### TASK INPUT:
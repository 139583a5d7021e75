use crate::frames::OutputBuffer;
use crate::transport::Transport;
use log::{debug, trace, warn};
use std::sync::{Arc, Condvar, Mutex};
use std::thread::{Builder, JoinHandle};
use std::time::Duration;

/// Background thread that keeps the negotiated heartbeat contract.
///
/// Wakes every half interval. If nothing has been written for at least half
/// the interval it emits a heartbeat frame, so a busy publisher never sends
/// redundant heartbeats. If nothing has been *received* for more than twice
/// the interval the server is presumed dead and the transport is closed,
/// which surfaces to the reader thread as a network failure.
pub(crate) struct HeartbeatSender {
    state: Arc<(Mutex<bool>, Condvar)>,
    handle: Option<JoinHandle<()>>,
}

impl HeartbeatSender {
    pub(crate) fn start(transport: Arc<Transport>, interval: Duration) -> HeartbeatSender {
        let state = Arc::new((Mutex::new(false), Condvar::new()));
        let thread_state = Arc::clone(&state);
        let handle = Builder::new()
            .name("burrow-heartbeat".to_string())
            .spawn(move || run(transport, interval, thread_state))
            .expect("failed to spawn heartbeat thread");
        HeartbeatSender {
            state,
            handle: Some(handle),
        }
    }

    pub(crate) fn stop(&mut self) {
        {
            let (lock, cvar) = &*self.state;
            *lock.lock().unwrap() = true;
            cvar.notify_all();
        }
        if let Some(handle) = self.handle.take() {
            let _ = handle.join();
        }
    }
}

impl Drop for HeartbeatSender {
    fn drop(&mut self) {
        self.stop();
    }
}

fn run(transport: Arc<Transport>, interval: Duration, state: Arc<(Mutex<bool>, Condvar)>) {
    let tick = interval / 2;
    debug!("heartbeat thread running (interval = {:?})", interval);
    let (lock, cvar) = &*state;
    let mut stopped = lock.lock().unwrap();
    loop {
        let (guard, _) = cvar.wait_timeout(stopped, tick).unwrap();
        stopped = guard;
        if *stopped || transport.is_closed() {
            trace!("heartbeat thread exiting");
            return;
        }
        if transport.rx_idle() > interval * 2 {
            warn!("missed heartbeats from server - dropping connection");
            transport.close();
            return;
        }
        if transport.tx_idle() >= tick {
            trace!("connection idle - sending heartbeat");
            let mut buf = OutputBuffer::empty();
            buf.push_heartbeat();
            if transport.write(&buf).is_err() {
                // the reader thread sees the same dead socket and owns the
                // failure handling
                return;
            }
        }
    }
}

#[cfg(test)]
mod tests {
    use super::*;
    use mockstream::SharedMockStream;
    use std::thread;

    fn transport() -> (Arc<Transport>, SharedMockStream) {
        let stream = SharedMockStream::new();
        let peer = stream.clone();
        let (transport, _reader) = Transport::new(Box::new(stream)).unwrap();
        (Arc::new(transport), peer)
    }

    #[test]
    fn emits_heartbeat_when_idle() {
        let (transport, mut peer) = transport();
        let mut sender =
            HeartbeatSender::start(Arc::clone(&transport), Duration::from_millis(40));
        // stay "alive" on the rx side so the watchdog does not fire
        for _ in 0..10 {
            transport.record_rx_activity();
            thread::sleep(Duration::from_millis(20));
        }
        sender.stop();
        let mut expected = OutputBuffer::empty();
        expected.push_heartbeat();
        let written = peer.pop_bytes_written();
        assert!(!written.is_empty());
        assert_eq!(&written[..expected.len()], expected.as_ref());
    }

    #[test]
    fn closes_transport_when_server_goes_silent() {
        let (transport, _peer) = transport();
        let mut sender =
            HeartbeatSender::start(Arc::clone(&transport), Duration::from_millis(20));
        thread::sleep(Duration::from_millis(150));
        assert!(transport.is_closed());
        sender.stop();
    }

    #[test]
    fn stop_is_prompt_and_idempotent() {
        let (transport, _peer) = transport();
        let mut sender = HeartbeatSender::start(transport, Duration::from_secs(60));
        sender.stop();
        sender.stop();
    }
}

### WHAT THE TASK REQUIRES:
Exactly as they appear, please write out the lines from the opening of the listing above down to the line containing "use std::time::Duration;", with both end lines included.

### TASK OUTPUT:
repository 139583a5d7021e75
use crate::frames::OutputBuffer;
use crate::transport::Transport;
use log::{debug, trace, warn};
use std::sync::{Arc, Condvar, Mutex};
use std::thread::{Builder, JoinHandle};
use std::time::Duration;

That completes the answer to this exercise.